*Exercise prompt:* Word for word, restate the lines from the start of the data below through the line containing "fakes.inputs = vec![input(1.0)];".

[[ Data shown, beginning ]]

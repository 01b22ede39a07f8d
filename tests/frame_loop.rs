//! Frame loop ordering and per-frame behaviour.

mod common;

use common::{Fakes, GuiAction, Install, input, lock, quit_input, start, start_with};
use raylib::prelude::Vector3;

use islandcore::components::entitykind::EntityKind;
use islandcore::error::GameError;
use islandcore::game::{Game, LoadRequest};
use islandcore::platform::headless::{HeadlessWindow, NullGui, NullRenderer};
use islandcore::platform::{DebugGuiState, FrameInput, Presentation};

const ONE_VILLAGER: &str = r#"engine.create_entity{ kind = "villager", x = 35, z = 35, rotation = 0 }"#;

fn gui(action: impl FnMut(&mut DebugGuiState) + 'static) -> GuiAction {
    Box::new(action)
}

#[test]
fn renderer_sees_entities_after_this_frames_step() {
    let _lock = lock();
    let install = Install::new();
    install.land(1, 0.0, ONE_VILLAGER);
    let mut fakes = Fakes::new();
    fakes.inputs = vec![input(1.0)];
    let (mut game, recorder) = start_with(&install, fakes).unwrap();
    game.load_map("Land 1").unwrap();

    game.frame().unwrap();

    let rec = recorder.borrow();
    assert_eq!(rec.frames.len(), 1);
    let villager = &rec.frames[0][0];
    assert_eq!(villager.kind, EntityKind::Villager);
    // heading 0 walks along +X at the default speed
    assert!((villager.position.x - 37.0).abs() < 1e-4);
    assert!((villager.position.z - 35.0).abs() < 1e-4);
    drop(rec);
    assert_eq!(
        game.entity_registry_mut().positions_of(EntityKind::Villager)[0].x,
        recorder.borrow().frames[0][0].position.x
    );
}

#[test]
fn frame_order_is_poll_render_gui() {
    let _lock = lock();
    let install = Install::new();
    let (mut game, recorder) = start(&install).unwrap();
    game.frame().unwrap();
    game.frame().unwrap();
    assert_eq!(
        recorder.borrow().events,
        ["poll", "render", "gui", "poll", "render", "gui"]
    );
    assert_eq!(game.frame_count(), 2);
}

#[test]
fn gui_load_request_applies_on_next_frame() {
    let _lock = lock();
    let install = Install::new();
    install.land(1, 2.0, ONE_VILLAGER);
    let mut fakes = Fakes::new();
    fakes.gui_actions = vec![gui(|state| {
        state.request = Some(LoadRequest::Map("Land 1".into()));
    })];
    let (mut game, recorder) = start_with(&install, fakes).unwrap();

    game.frame().unwrap();
    assert_eq!(game.active_map(), None);
    assert_eq!(game.pending_load(), Some(&LoadRequest::Map("Land 1".into())));

    game.frame().unwrap();
    assert_eq!(game.active_map(), Some("Land 1"));
    assert!(game.pending_load().is_none());

    let rec = recorder.borrow();
    assert_eq!(rec.land_present, [false, true]);
    assert_eq!(rec.frames[0].len(), 0);
    assert_eq!(rec.frames[1].len(), 1);
    // the second frame's GUI state lists the catalog with availability
    let listed = &rec.gui_states[1].landscapes;
    assert_eq!(listed.len(), 8);
    assert_eq!(listed[0], ("Land 1".to_string(), true));
    assert_eq!(rec.gui_states[1].active_map.as_deref(), Some("Land 1"));
}

#[test]
fn later_request_replaces_earlier_one() {
    let _lock = lock();
    let install = Install::new();
    install.land(1, 0.0, ONE_VILLAGER);
    install.land(2, 7.0, ONE_VILLAGER);
    let (mut game, _) = start(&install).unwrap();

    game.request_map("Land 1");
    game.request_landscape("Land 2");
    game.frame().unwrap();

    assert_eq!(game.active_map(), Some("Land 2"));
    assert_eq!(game.land_island().unwrap().height_at(3.0, 3.0), 7.0);
    assert_eq!(game.entity_registry_mut().len(), 0);
    assert_eq!(game.script().scripts_run(), 0);
}

#[test]
fn failed_deferred_load_keeps_the_world() {
    let _lock = lock();
    let install = Install::new();
    install.land(1, 0.0, ONE_VILLAGER);
    let (mut game, _) = start(&install).unwrap();
    game.load_map("Land 1").unwrap();

    game.request_map("Atlantis");
    game.frame().unwrap();

    assert!(game.is_running());
    assert_eq!(game.active_map(), Some("Land 1"));
    assert!(game.pending_load().is_none());
    assert_eq!(game.entity_registry_mut().len(), 1);
}

#[test]
fn quit_input_ends_run() {
    let _lock = lock();
    let install = Install::new();
    let mut fakes = Fakes::new();
    fakes.inputs = vec![input(0.1), input(0.1), quit_input()];
    let (mut game, recorder) = start_with(&install, fakes).unwrap();

    game.run().unwrap();

    assert!(!game.is_running());
    // the quitting frame still completes
    assert_eq!(game.frame_count(), 3);
    assert_eq!(recorder.borrow().frames.len(), 3);
}

#[test]
fn gui_quit_ends_run() {
    let _lock = lock();
    let install = Install::new();
    let mut fakes = Fakes::new();
    fakes.gui_actions = vec![gui(|_| {}), gui(|state| state.quit = true)];
    let (mut game, _) = start_with(&install, fakes).unwrap();

    game.run().unwrap();
    assert_eq!(game.frame_count(), 2);
}

#[test]
fn update_callback_can_quit() {
    let _lock = lock();
    let install = Install::new();
    install.land(
        1,
        0.0,
        r#"
        local frames = 0
        function on_update(dt)
            frames = frames + 1
            if frames == 4 then engine.quit() end
        end
        "#,
    );
    let (mut game, _) = start(&install).unwrap();
    game.load_map("Land 1").unwrap();

    game.run().unwrap();
    assert_eq!(game.frame_count(), 4);
}

#[test]
fn update_callback_spawns_before_render() {
    let _lock = lock();
    let install = Install::new();
    install.land(
        1,
        0.0,
        r#"
        local spawned = false
        function on_update(dt)
            if not spawned and engine.entity_count() == 0 then
                engine.create_entity{ kind = "tree", x = 10, z = 10 }
                spawned = true
            end
        end
        "#,
    );
    let (mut game, recorder) = start(&install).unwrap();
    game.load_map("Land 1").unwrap();

    game.frame().unwrap();
    game.frame().unwrap();

    let rec = recorder.borrow();
    assert_eq!(rec.frames[0].len(), 1);
    assert_eq!(rec.frames[1].len(), 1);
    assert_eq!(rec.frames[0][0].kind, EntityKind::Tree);
}

#[test]
fn update_callback_sees_active_map() {
    let _lock = lock();
    let install = Install::new();
    install.land(
        1,
        0.0,
        r#"
        function on_update(dt)
            if engine.active_map() == "Land 1" then engine.set_time_of_day(3) end
        end
        "#,
    );
    let (mut game, recorder) = start(&install).unwrap();
    game.load_map("Land 1").unwrap();

    game.frame().unwrap();
    assert_eq!(recorder.borrow().times_of_day[0], 3.0);
}

#[test]
fn update_callback_error_ends_run() {
    let _lock = lock();
    let install = Install::new();
    install.land(1, 0.0, "function on_update(dt) error('boom') end");
    let (mut game, recorder) = start(&install).unwrap();
    game.load_map("Land 1").unwrap();

    let result = game.run();
    assert!(matches!(result, Err(GameError::Script(_))));
    assert!(recorder.borrow().frames.is_empty());
}

#[test]
fn script_landscape_request_is_deferred() {
    let _lock = lock();
    let install = Install::new();
    install.land(
        1,
        0.0,
        r#"
        local asked = false
        function on_update(dt)
            if not asked then
                engine.load_landscape("Data/Landscape/Land2.json")
                asked = true
            end
        end
        "#,
    );
    install.land(2, 6.0, "");
    let (mut game, recorder) = start(&install).unwrap();
    game.load_map("Land 1").unwrap();

    game.frame().unwrap();
    assert_eq!(
        game.pending_load(),
        Some(&LoadRequest::LandscapeFile("Data/Landscape/Land2.json".into()))
    );
    assert_eq!(game.land_island().unwrap().height_at(1.0, 1.0), 0.0);

    game.frame().unwrap();
    assert_eq!(game.land_island().unwrap().height_at(1.0, 1.0), 6.0);
    // a bare terrain swap keeps the map and its script
    assert_eq!(game.active_map(), Some("Land 1"));
    assert!(game.script_vm().unwrap().has_function("on_update"));
    assert_eq!(recorder.borrow().frames.len(), 2);
}

#[test]
fn time_of_day_advances_and_wraps() {
    let _lock = lock();
    let install = Install::new();
    let mut fakes = Fakes::new();
    // day_length 240 s: 10 s is one hour
    fakes.inputs = vec![input(10.0), input(120.0)];
    let (mut game, recorder) = start_with(&install, fakes).unwrap();

    game.frame().unwrap();
    assert!((game.time_of_day() - 13.0).abs() < 1e-4);
    game.frame().unwrap();
    assert!((game.time_of_day() - 1.0).abs() < 1e-4);

    let times = recorder.borrow().times_of_day.clone();
    assert!((times[0] - 13.0).abs() < 1e-4);
    assert!((times[1] - 1.0).abs() < 1e-4);
}

#[test]
fn gui_values_are_normalised() {
    let _lock = lock();
    let install = Install::new();
    let mut fakes = Fakes::new();
    fakes.gui_actions = vec![gui(|state| {
        state.bumpmap_strength = 3.0;
        state.small_bumpmap_strength = -1.0;
        state.time_of_day = 25.5;
        state.wireframe = true;
    })];
    let (mut game, _) = start_with(&install, fakes).unwrap();

    game.frame().unwrap();
    assert_eq!(game.bumpmap_strength(), 1.0);
    assert_eq!(game.small_bumpmap_strength(), 0.0);
    assert!((game.time_of_day() - 1.5).abs() < 1e-4);
    assert!(game.is_wireframe());
    assert!(!game.is_water_debug());
}

#[test]
fn render_error_ends_run() {
    let _lock = lock();
    let install = Install::new();
    let mut fakes = Fakes::new();
    fakes.fail_render_at = Some(2);
    let (mut game, recorder) = start_with(&install, fakes).unwrap();

    let result = game.run();
    assert!(matches!(result, Err(GameError::Window(_))));
    assert_eq!(game.frame_count(), 2);
    assert_eq!(recorder.borrow().frames.len(), 2);

    drop(game);
    let events = recorder.borrow().events.clone();
    assert_eq!(events.last().map(String::as_str), Some("window closed"));
}

#[test]
fn pick_finds_terrain_under_cursor() {
    let _lock = lock();
    let install = Install::new();
    install.land(1, 0.0, "");
    let mut fakes = Fakes::new();
    fakes.inputs = vec![FrameInput {
        dt: 0.1,
        mouse_position: (400, 300),
        pick_requested: true,
        ..FrameInput::default()
    }];
    let (mut game, recorder) = start_with(&install, fakes).unwrap();
    game.load_map("Land 1").unwrap();
    game.camera_mut()
        .look_at(Vector3::new(35.0, 100.0, 85.0), Vector3::new(35.0, 0.0, 35.0));

    game.frame().unwrap();

    let hit = game.intersection().unwrap();
    assert!((hit.x - 35.0).abs() < 1.0);
    assert!((hit.z - 35.0).abs() < 1.0);
    assert_eq!(game.mouse_position(), (400, 300));
    assert_eq!(recorder.borrow().gui_states[0].intersection, Some(hit));
}

#[test]
fn headless_run_stops_after_frame_budget() {
    let _lock = lock();
    let install = Install::new();
    install.land(1, 0.0, ONE_VILLAGER);
    let mut game = Game::new(install.config(), |_| {
        Ok(Presentation::new(
            HeadlessWindow::new(30, 1.0 / 30.0, (800, 600)),
            NullRenderer::default(),
            NullGui,
        ))
    })
    .unwrap();
    game.load_start().unwrap();

    game.run().unwrap();

    assert_eq!(game.frame_count(), 30);
    assert!((game.elapsed() - 1.0).abs() < 1e-3);
    assert!(!game.is_running());
}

[[ Data shown, end ]]

*Exercise response:*
repository 01b22ede39a07f8d
filename tests/frame_loop.rs
//! Frame loop ordering and per-frame behaviour.

mod common;

use common::{Fakes, GuiAction, Install, input, lock, quit_input, start, start_with};
use raylib::prelude::Vector3;

use islandcore::components::entitykind::EntityKind;
use islandcore::error::GameError;
use islandcore::game::{Game, LoadRequest};
use islandcore::platform::headless::{HeadlessWindow, NullGui, NullRenderer};
use islandcore::platform::{DebugGuiState, FrameInput, Presentation};

const ONE_VILLAGER: &str = r#"engine.create_entity{ kind = "villager", x = 35, z = 35, rotation = 0 }"#;

fn gui(action: impl FnMut(&mut DebugGuiState) + 'static) -> GuiAction {
    Box::new(action)
}

#[test]
fn renderer_sees_entities_after_this_frames_step() {
    let _lock = lock();
    let install = Install::new();
    install.land(1, 0.0, ONE_VILLAGER);
    let mut fakes = Fakes::new();
    fakes.inputs = vec![input(1.0)];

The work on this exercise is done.